During the four days of hearings, the judges heard the oral submissions of the prosecutors, as well as the testimony and responses to questions of more than 20 witnesses (some of whom testified with their identities protected under pseudonyms and/or behind screens). The judges also received several hundred pages of documents, tendered as evidence. The prosecution presented its case as nine counts, alleging the commission of the following crimes against humanity: (1) Murder, (2) Enslavement, (3) Imprisonment, (4) Torture, (5) Sexual Violence, (6) Persecution, (7) Enforced Disappearance, (8) Hate Propaganda and (9) Complicity of Other States.

Following the hearings, the judges examined the evidence and supporting material further, in their preparation of this Report. Helen Jarvis and John Gittings prepared and edited the Report, assisted by Shadi Sadr, Mireille Fanon-Mendes France and Zak Yacoob. Judge Yacoob provided a legal overview of the text. The Report amplifies and provides reasoned justification for the Judges’ Concluding Statement, delivered during the final session of the hearings on 13 November 2015 (see A3 below). It begins by addressing the overarching question of responsibility for the mass murders and other crimes; it then focuses on the counts presented by the Prosecution and in an amicus curiae Brief submitted to the Tribunal; and concludes with a series of findings and recommendations.

It is regrettable that the State of Indonesia did not accept the invitation to participate in the hearings or make submissions to the Tribunal. The governments of the United States, the United Kingdom and Australia, also did not accept the invitation extended by the Tribunal. The judges welcomed the willingness of individual members of Indonesian National Human Rights Commission, Komnas HAM, and the National Commission on Violence Against Women, Komnas Perempuan, to brief the Tribunal.
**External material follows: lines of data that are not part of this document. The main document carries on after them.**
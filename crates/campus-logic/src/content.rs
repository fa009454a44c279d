//! Static content tables (faculties, colleges, family tiers) and the
//! start-of-game roll that draws from them.

use rand::Rng;
use serde::{Deserialize, Serialize};

use crate::constants::{calendar, stats};
use crate::sampler::{self, Weighted};
use crate::state::{SimulationState, Stat};

// ============================================================================
// FACULTIES
// ============================================================================

/// Faculty chosen at enrollment. Fixes the credit target, the starting
/// buff, the Baoyan threshold and the colleges offered at diversion.
#[derive(Debug, Clone, Copy, PartialEq, Eq, Hash, Serialize, Deserialize)]
#[serde(rename_all = "snake_case")]
#[repr(u8)]
pub enum Faculty {
    Humanities = 0,
    Social = 1,
    Science = 2,
    Engineering = 3,
    Information = 4,
    AgLifeEnv = 5,
}

/// Faculty metadata.
#[derive(Debug, Clone)]
pub struct FacultyInfo {
    pub name: &'static str,
    /// Credits required to graduate.
    pub credits: u32,
    pub buff: &'static [(Stat, i32)],
    /// Minimum cumulative GPA for a recommended-admission place.
    pub baoyan_threshold: f64,
    pub colleges: &'static [&'static str],
}

impl Faculty {
    pub fn all() -> &'static [Faculty] {
        &[
            Faculty::Humanities,
            Faculty::Social,
            Faculty::Science,
            Faculty::Engineering,
            Faculty::Information,
            Faculty::AgLifeEnv,
        ]
    }

    pub fn info(&self) -> FacultyInfo {
        match self {
            Self::Humanities => FacultyInfo {
                name: "Faculty of Humanities",
                credits: 155,
                buff: &[(Stat::Knowledge, 3), (Stat::Social, 2)],
                baoyan_threshold: 4.5,
                colleges: &[
                    "School of Philosophy",
                    "School of History",
                    "School of Literature",
                    "School of International Studies",
                    "College of Media and International Culture",
                    "School of Art and Archaeology",
                ],
            },
            Self::Social => FacultyInfo {
                name: "Faculty of Social Sciences",
                credits: 160,
                buff: &[(Stat::Social, 5)],
                baoyan_threshold: 4.4,
                colleges: &[
                    "School of Economics",
                    "Guanghua Law School",
                    "College of Education",
                    "School of Management",
                    "School of Public Affairs",
                    "Department of Sociology",
                    "School of Marxism",
                ],
            },
            Self::Science => FacultyInfo {
                name: "Faculty of Sciences",
                credits: 165,
                buff: &[(Stat::Knowledge, 5)],
                baoyan_threshold: 4.4,
                colleges: &[
                    "School of Mathematical Sciences",
                    "School of Physics",
                    "Department of Chemistry",
                    "School of Earth Sciences",
                    "Department of Psychology and Behavioral Sciences",
                ],
            },
            Self::Engineering => FacultyInfo {
                name: "Faculty of Engineering",
                credits: 175,
                buff: &[(Stat::Skill, 5)],
                baoyan_threshold: 4.2,
                colleges: &[
                    "School of Mechanical Engineering",
                    "School of Materials Science and Engineering",
                    "College of Energy Engineering",
                    "College of Electrical Engineering",
                    "College of Civil Engineering and Architecture",
                    "College of Chemical and Biological Engineering",
                    "Ocean College",
                    "School of Aeronautics and Astronautics",
                ],
            },
            Self::Information => FacultyInfo {
                name: "Faculty of Information Technology",
                credits: 170,
                buff: &[(Stat::Skill, 5)],
                baoyan_threshold: 4.3,
                colleges: &[
                    "College of Optical Science and Engineering",
                    "College of Information Science and Electronic Engineering",
                    "College of Control Science and Engineering",
                    "College of Computer Science and Technology",
                    "School of Software Technology",
                    "College of Biomedical Engineering and Instrument Science",
                    "School of Micro-Nano Electronics",
                ],
            },
            Self::AgLifeEnv => FacultyInfo {
                name: "Faculty of Agriculture, Life and Environmental Sciences",
                credits: 165,
                buff: &[(Stat::Health, 5)],
                baoyan_threshold: 4.2,
                colleges: &[
                    "College of Life Sciences",
                    "College of Biosystems Engineering and Food Science",
                    "College of Environmental and Resource Sciences",
                    "College of Agriculture and Biotechnology",
                    "College of Animal Sciences",
                ],
            },
        }
    }

    pub fn offers_college(&self, college: &str) -> bool {
        self.info().colleges.contains(&college)
    }
}

// ============================================================================
// FAMILY TIERS
// ============================================================================

/// Household allowance tier, drawn once at game start.
#[derive(Debug, Clone, Copy, PartialEq, Eq, Hash, Serialize, Deserialize)]
#[serde(rename_all = "snake_case")]
pub enum FamilyTier {
    Poor,
    Ordinary,
    WellOff,
    Rich,
}

#[derive(Debug, Clone)]
pub struct FamilyInfo {
    pub name: &'static str,
    pub allowance: i64,
    /// Relative draw weight.
    pub weight: f64,
}

impl FamilyTier {
    pub fn all() -> &'static [FamilyTier] {
        &[
            FamilyTier::Poor,
            FamilyTier::Ordinary,
            FamilyTier::WellOff,
            FamilyTier::Rich,
        ]
    }

    pub fn info(&self) -> FamilyInfo {
        match self {
            Self::Poor => FamilyInfo {
                name: "Poor",
                allowance: 1000,
                weight: 15.0,
            },
            Self::Ordinary => FamilyInfo {
                name: "Ordinary",
                allowance: 1500,
                // Remainder of the 100-point roll.
                weight: 50.0,
            },
            Self::WellOff => FamilyInfo {
                name: "Well-off",
                allowance: 2500,
                weight: 30.0,
            },
            Self::Rich => FamilyInfo {
                name: "Rich",
                allowance: 8000,
                weight: 5.0,
            },
        }
    }
}

impl Weighted for FamilyTier {
    fn weight(&self) -> f64 {
        self.info().weight
    }
}

/// Draw a family tier by weight.
pub fn roll_family(rng: &mut impl Rng) -> FamilyTier {
    sampler::sample(FamilyTier::all(), rng)
        .copied()
        .unwrap_or(FamilyTier::Ordinary)
}

// ============================================================================
// START-OF-GAME ROLL
// ============================================================================

/// Per-semester credit targets: five semesters of 25-29 credits, the
/// sixth takes whatever remains of `total`.
pub fn generate_credit_plan(total: u32, rng: &mut impl Rng) -> Vec<u32> {
    let mut plan = Vec::with_capacity(calendar::SEMESTER_COUNT);
    let mut remaining = total as i64;
    for _ in 0..calendar::SEMESTER_COUNT - 1 {
        let credits = 25 + rng.gen_range(0..5);
        plan.push(credits);
        remaining -= credits as i64;
    }
    plan.push(remaining.max(0) as u32);
    plan
}

/// Roll a brand-new session for `faculty`: family tier, credit plan and
/// starting attributes (base + faculty buff + random points).
///
/// Attributes are not clamped here; the first month advance sanitizes them.
pub fn new_game(faculty: Faculty, rng: &mut impl Rng) -> SimulationState {
    let family = roll_family(rng);
    let mut state = SimulationState::new(faculty, family);
    state.credit_plan = generate_credit_plan(state.target_credits, rng);

    for (stat, amount) in faculty.info().buff {
        bump(&mut state, *stat, *amount);
    }
    for _ in 0..stats::RANDOM_POINTS {
        let stat = Stat::ATTRIBUTES[rng.gen_range(0..Stat::ATTRIBUTES.len())];
        bump(&mut state, stat, 1);
    }
    state
}

/// Unclamped attribute bump, only used by the roll.
fn bump(state: &mut SimulationState, stat: Stat, amount: i32) {
    match stat {
        Stat::Knowledge => state.knowledge += amount,
        Stat::Skill => state.skill += amount,
        Stat::Social => state.social += amount,
        Stat::Health => state.health += amount,
        other => state.apply_delta(other, amount as i64),
    }
}

#[cfg(test)]
mod tests {
    use super::*;
    use rand::rngs::StdRng;
    use rand::SeedableRng;

    #[test]
    fn test_credit_plan_sums_to_target() {
        let mut rng = StdRng::seed_from_u64(7);
        for faculty in Faculty::all() {
            let target = faculty.info().credits;
            let plan = generate_credit_plan(target, &mut rng);
            assert_eq!(plan.len(), 6);
            assert_eq!(plan.iter().sum::<u32>(), target);
            for credits in &plan[..5] {
                assert!((25..30).contains(credits));
            }
        }
    }

    #[test]
    fn test_new_game_distributes_random_points() {
        let mut rng = StdRng::seed_from_u64(11);
        let state = new_game(Faculty::Engineering, &mut rng);
        let total = state.knowledge + state.skill + state.social + state.health;
        // 60 + 60 + 60 + 90 base, +5 skill buff, +10 random points
        assert_eq!(total, 285);
        assert!(state.skill >= 65);
        assert_eq!(state.money, state.family.info().allowance * 2);
        assert_eq!(state.credit_plan.len(), 6);
    }

    #[test]
    fn test_roll_may_exceed_bounds_until_sanitized() {
        // AgLifeEnv starts at 95 health; enough seeds will push it past 100.
        let overflow = (0..2000u64).any(|seed| {
            let mut rng = StdRng::seed_from_u64(seed);
            new_game(Faculty::AgLifeEnv, &mut rng).health > 100
        });
        assert!(overflow);
    }

    #[test]
    fn test_every_faculty_has_colleges() {
        for faculty in Faculty::all() {
            let info = faculty.info();
            assert!(!info.colleges.is_empty(), "{} has no colleges", info.name);
            assert!(faculty.offers_college(info.colleges[0]));
        }
        assert!(!Faculty::Science.offers_college("School of Economics"));
    }

    #[test]
    fn test_family_roll_covers_tiers() {
        let mut rng = StdRng::seed_from_u64(3);
        let mut seen = std::collections::HashSet::new();
        for _ in 0..2000 {
            seen.insert(roll_family(&mut rng));
        }
        assert_eq!(seen.len(), 4);
    }

    #[test]
    fn test_family_weights_cover_full_roll() {
        let total: f64 = FamilyTier::all().iter().map(|f| f.info().weight).sum();
        assert_eq!(total, 100.0);

        let mut rng = StdRng::seed_from_u64(17);
        let draws = 20_000;
        let ordinary = (0..draws)
            .filter(|_| roll_family(&mut rng) == FamilyTier::Ordinary)
            .count();
        let share = ordinary as f64 / draws as f64;
        assert!((0.47..0.53).contains(&share), "ordinary share {}", share);
    }
}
It should be noted that some significant though partial steps towards addressing these issues have been taken in Indonesia since the Tribunal was held, as outlined in Appendix D2.

ACKNOWLEDGMENTS

We wish to acknowledge in the first place the fundamental contribution of those eyewitnesses who had the courage to come forward to testify on facts that have touched their lives profoundly and forever. They are the most qualified representatives of the victims, whose numbers will never be known and whose suffering could never be described in full. We also recognize the contribution of many others, victims and witnesses, who by testifying in recent years—sometimes at personal risk—to the Indonesian national human rights institutions Komnas HAM and Komnas Perempuan, or in print or public forums, have also helped to throw light on the obscurity of the past.
We thank all those who organized and participated in the Hearings in The Hague in November 2015, and the Registrar, Ms. Szilvia Csevár and her team.
We express our thanks to Nursyahbani Katjasungkana SH and Dr. Saskia E. Wieringa and the IPT Foundation for inviting us to act as members of the Panel of Judges and for publishing this Report.
In preparing this Report, we have been helped by the work supplied in oral or written form to us, or already published, by a number of scholars, both Indonesian and non-Indonesian, who have conducted significant research in this field. Their contribution to our knowledge is recorded in footnotes and in the Select Bibliography. However, we pay special tribute to the late Professors Ben Anderson and Ruth McVey of Cornell University for their pioneering work, and we thank Cornell Southeast Asia Program Publications for their kind permission to reproduce a substantial extract from Anderson’s essay on “How did the Generals Die?” (Appendix D1.a).
We would like to thank Dr. Bradley Simpson, University of Connecticut, for his help in locating key diplomatic documents, and for permission to publish the extract from an article by him (Appendix D1.b). We thank Dr. Jess Melvin, Yale University, for permission to quote from an unpublished article by her (in Section B2, “Chain of Command”). We thank Mathias Hammer for permission to quote from his article cited also in Section B2. We also acknowledge the Creative Commons policy of Amnesty International under which we reproduce the material in Appendix D1.c).
Finally, we extend our appreciation to Helene van Klinken, the text editor, and the teams who prepared the Indonesian translation, as well as the print and electronic versions of this Report.